Start of Block
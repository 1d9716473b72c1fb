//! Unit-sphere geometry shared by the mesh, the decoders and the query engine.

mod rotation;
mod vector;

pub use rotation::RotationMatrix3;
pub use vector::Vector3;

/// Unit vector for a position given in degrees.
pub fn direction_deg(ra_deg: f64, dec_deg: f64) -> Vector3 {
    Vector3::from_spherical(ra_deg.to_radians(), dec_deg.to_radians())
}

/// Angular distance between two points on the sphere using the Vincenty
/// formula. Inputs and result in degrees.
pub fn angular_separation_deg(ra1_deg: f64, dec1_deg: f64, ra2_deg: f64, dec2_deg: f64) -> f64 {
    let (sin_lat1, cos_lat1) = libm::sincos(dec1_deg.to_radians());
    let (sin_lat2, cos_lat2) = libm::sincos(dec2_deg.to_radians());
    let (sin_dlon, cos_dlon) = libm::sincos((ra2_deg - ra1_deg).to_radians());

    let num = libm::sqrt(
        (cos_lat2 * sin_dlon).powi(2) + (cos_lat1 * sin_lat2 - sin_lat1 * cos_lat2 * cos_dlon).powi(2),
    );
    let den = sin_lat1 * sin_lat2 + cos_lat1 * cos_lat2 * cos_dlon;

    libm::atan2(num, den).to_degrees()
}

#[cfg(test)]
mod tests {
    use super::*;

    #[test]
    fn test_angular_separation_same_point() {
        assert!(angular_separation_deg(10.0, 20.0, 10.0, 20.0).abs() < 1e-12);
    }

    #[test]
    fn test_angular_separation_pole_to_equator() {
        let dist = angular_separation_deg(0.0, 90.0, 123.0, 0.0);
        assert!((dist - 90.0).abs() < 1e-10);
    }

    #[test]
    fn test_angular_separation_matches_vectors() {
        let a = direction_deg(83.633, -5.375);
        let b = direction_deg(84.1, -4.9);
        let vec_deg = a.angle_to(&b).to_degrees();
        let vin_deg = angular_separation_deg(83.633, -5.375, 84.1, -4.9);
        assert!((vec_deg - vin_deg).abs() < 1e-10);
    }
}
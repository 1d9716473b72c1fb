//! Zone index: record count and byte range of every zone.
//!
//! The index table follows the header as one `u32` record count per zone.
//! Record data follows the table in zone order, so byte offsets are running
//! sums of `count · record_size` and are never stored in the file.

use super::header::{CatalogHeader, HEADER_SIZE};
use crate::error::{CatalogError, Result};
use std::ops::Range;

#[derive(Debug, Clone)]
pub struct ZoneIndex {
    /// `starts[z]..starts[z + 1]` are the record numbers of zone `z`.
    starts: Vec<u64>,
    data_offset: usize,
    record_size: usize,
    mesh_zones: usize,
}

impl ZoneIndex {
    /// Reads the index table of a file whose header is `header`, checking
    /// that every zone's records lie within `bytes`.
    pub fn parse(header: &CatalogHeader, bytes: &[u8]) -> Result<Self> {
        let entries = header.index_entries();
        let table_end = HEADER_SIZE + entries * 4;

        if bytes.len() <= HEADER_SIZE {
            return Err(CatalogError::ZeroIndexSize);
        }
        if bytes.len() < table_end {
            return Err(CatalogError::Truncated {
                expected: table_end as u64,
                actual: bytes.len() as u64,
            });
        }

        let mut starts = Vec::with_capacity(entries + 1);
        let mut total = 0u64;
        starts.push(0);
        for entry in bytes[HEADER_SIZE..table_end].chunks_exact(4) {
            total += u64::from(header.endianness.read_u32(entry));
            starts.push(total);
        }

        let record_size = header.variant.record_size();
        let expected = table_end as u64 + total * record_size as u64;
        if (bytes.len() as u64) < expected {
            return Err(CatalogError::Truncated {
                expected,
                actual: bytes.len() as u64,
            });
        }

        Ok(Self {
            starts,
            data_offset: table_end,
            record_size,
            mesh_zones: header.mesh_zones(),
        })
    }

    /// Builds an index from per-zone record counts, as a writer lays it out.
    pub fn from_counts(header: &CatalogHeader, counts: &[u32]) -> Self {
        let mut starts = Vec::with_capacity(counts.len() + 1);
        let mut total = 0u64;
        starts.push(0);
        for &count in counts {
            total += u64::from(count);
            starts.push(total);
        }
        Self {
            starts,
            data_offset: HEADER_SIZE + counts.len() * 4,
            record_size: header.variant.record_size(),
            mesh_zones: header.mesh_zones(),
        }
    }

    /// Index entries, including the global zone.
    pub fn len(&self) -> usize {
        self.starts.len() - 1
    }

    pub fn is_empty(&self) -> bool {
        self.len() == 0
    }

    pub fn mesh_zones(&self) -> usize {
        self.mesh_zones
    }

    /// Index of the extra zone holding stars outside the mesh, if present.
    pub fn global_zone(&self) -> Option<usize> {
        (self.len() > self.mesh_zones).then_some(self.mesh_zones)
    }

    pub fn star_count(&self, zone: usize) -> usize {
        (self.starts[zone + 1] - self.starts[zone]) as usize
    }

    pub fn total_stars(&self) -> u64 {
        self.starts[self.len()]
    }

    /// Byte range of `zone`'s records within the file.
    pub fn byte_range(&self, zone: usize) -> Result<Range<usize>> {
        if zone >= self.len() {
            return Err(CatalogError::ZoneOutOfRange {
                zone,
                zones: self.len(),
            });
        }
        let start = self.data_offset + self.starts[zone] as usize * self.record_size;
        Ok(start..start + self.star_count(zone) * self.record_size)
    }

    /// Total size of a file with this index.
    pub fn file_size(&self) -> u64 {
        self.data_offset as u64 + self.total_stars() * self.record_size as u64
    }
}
End of Block
*WORK ITEM:* From the records above, quote only the lines running from the line with "for entry in" to the line with "pub fn byte_range(&self, zone: usize)", both lines included.

*EXERCISE OUTPUT:*
        for entry in bytes[HEADER_SIZE..table_end].chunks_exact(4) {
            total += u64::from(header.endianness.read_u32(entry));
            starts.push(total);
        }

        let record_size = header.variant.record_size();
        let expected = table_end as u64 + total * record_size as u64;
        if (bytes.len() as u64) < expected {
            return Err(CatalogError::Truncated {
                expected,
                actual: bytes.len() as u64,
            });
        }

        Ok(Self {
            starts,
            data_offset: table_end,
            record_size,
            mesh_zones: header.mesh_zones(),
        })
    }

    /// Builds an index from per-zone record counts, as a writer lays it out.
    pub fn from_counts(header: &CatalogHeader, counts: &[u32]) -> Self {
        let mut starts = Vec::with_capacity(counts.len() + 1);
        let mut total = 0u64;
        starts.push(0);
        for &count in counts {
            total += u64::from(count);
            starts.push(total);
        }
        Self {
            starts,
            data_offset: HEADER_SIZE + counts.len() * 4,
            record_size: header.variant.record_size(),
            mesh_zones: header.mesh_zones(),
        }
    }

    /// Index entries, including the global zone.
    pub fn len(&self) -> usize {
        self.starts.len() - 1
    }

    pub fn is_empty(&self) -> bool {
        self.len() == 0
    }

    pub fn mesh_zones(&self) -> usize {
        self.mesh_zones
    }

    /// Index of the extra zone holding stars outside the mesh, if present.
    pub fn global_zone(&self) -> Option<usize> {
        (self.len() > self.mesh_zones).then_some(self.mesh_zones)
    }

    pub fn star_count(&self, zone: usize) -> usize {
        (self.starts[zone + 1] - self.starts[zone]) as usize
    }

    pub fn total_stars(&self) -> u64 {
        self.starts[self.len()]
    }

    /// Byte range of `zone`'s records within the file.
    pub fn byte_range(&self, zone: usize) -> Result<Range<usize>> {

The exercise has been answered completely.